[What to work on] If a line of the data below holds the word "PathParamsKind", list it.

-- Opening Marker --

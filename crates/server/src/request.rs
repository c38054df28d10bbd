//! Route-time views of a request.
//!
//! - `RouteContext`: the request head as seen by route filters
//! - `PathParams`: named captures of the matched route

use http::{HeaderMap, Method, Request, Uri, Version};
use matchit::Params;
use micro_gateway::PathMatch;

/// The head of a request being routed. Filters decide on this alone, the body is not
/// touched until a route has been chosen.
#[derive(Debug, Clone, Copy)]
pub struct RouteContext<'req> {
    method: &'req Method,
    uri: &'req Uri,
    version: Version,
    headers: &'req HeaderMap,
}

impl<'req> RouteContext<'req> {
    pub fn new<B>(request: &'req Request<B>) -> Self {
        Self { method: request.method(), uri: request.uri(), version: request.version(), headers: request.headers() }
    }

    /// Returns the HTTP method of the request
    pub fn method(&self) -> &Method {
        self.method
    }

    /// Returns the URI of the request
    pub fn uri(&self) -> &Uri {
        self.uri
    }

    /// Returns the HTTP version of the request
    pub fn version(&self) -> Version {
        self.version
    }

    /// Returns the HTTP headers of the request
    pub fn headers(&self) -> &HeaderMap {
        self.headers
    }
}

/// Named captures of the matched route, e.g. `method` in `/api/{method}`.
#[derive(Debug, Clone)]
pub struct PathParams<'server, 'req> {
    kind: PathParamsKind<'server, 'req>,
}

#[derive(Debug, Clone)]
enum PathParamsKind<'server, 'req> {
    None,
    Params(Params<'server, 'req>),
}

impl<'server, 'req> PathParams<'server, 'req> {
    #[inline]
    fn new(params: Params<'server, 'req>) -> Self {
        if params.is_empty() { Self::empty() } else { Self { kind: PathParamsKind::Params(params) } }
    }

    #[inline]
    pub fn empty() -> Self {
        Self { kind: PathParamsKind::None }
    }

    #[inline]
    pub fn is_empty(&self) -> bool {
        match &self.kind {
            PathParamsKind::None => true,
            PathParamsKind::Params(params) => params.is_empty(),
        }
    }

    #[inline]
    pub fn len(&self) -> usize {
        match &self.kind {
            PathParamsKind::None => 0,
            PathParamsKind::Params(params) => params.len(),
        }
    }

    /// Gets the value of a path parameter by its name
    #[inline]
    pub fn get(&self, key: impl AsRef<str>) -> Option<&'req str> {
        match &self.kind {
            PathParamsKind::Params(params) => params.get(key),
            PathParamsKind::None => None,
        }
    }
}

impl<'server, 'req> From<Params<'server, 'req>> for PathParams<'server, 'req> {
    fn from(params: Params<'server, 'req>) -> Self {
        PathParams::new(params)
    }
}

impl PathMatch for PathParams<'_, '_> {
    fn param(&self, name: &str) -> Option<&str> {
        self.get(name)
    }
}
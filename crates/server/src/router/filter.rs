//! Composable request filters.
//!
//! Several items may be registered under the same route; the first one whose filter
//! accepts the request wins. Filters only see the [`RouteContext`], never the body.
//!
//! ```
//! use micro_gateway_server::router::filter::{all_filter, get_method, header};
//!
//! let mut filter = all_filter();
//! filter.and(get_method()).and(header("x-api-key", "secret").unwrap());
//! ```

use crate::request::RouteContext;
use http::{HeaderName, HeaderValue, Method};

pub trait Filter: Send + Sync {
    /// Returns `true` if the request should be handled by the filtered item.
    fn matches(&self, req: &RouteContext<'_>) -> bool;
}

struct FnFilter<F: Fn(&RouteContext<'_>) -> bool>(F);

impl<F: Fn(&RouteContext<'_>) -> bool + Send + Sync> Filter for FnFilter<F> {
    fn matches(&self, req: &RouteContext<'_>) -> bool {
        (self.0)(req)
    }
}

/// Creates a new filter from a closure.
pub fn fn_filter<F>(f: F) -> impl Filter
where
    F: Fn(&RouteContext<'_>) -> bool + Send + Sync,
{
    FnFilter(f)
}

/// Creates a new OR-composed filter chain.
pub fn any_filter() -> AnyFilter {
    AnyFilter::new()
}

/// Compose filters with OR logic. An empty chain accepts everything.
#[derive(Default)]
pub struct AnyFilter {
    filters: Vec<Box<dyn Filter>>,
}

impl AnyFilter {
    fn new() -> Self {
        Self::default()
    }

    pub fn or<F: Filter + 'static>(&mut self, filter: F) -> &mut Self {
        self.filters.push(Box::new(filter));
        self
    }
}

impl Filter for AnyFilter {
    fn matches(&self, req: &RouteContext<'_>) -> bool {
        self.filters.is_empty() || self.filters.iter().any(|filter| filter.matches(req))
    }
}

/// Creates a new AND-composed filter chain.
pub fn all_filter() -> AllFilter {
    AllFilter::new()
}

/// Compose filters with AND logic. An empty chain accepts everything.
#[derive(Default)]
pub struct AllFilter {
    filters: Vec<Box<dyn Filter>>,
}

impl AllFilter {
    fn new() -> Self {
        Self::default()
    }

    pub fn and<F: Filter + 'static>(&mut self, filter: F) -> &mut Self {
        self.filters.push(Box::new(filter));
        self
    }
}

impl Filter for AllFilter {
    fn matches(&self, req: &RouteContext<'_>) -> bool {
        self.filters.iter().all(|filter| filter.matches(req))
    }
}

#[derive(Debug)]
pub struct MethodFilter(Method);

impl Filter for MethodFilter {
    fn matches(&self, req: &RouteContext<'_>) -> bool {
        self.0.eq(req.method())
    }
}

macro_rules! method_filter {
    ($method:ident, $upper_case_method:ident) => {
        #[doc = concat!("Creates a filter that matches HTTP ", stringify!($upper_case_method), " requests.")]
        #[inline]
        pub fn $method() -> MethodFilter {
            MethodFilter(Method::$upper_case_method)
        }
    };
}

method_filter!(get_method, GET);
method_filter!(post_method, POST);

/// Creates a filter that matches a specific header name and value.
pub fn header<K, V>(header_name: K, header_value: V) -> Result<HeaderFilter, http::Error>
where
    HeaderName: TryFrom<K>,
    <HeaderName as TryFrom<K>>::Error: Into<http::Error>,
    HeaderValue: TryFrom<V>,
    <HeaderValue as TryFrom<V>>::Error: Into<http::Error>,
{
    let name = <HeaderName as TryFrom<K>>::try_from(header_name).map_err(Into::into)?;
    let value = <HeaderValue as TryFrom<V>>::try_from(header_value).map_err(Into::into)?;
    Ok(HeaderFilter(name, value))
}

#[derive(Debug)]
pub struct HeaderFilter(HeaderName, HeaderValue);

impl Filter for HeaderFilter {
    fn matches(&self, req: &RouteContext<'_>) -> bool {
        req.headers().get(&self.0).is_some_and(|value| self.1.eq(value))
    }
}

-- Closing Marker --

[Result]
    kind: PathParamsKind<'server, 'req>,
enum PathParamsKind<'server, 'req> {
        if params.is_empty() { Self::empty() } else { Self { kind: PathParamsKind::Params(params) } }
        Self { kind: PathParamsKind::None }
            PathParamsKind::None => true,
            PathParamsKind::Params(params) => params.is_empty(),
            PathParamsKind::None => 0,
            PathParamsKind::Params(params) => params.len(),
            PathParamsKind::Params(params) => params.get(key),
            PathParamsKind::None => None,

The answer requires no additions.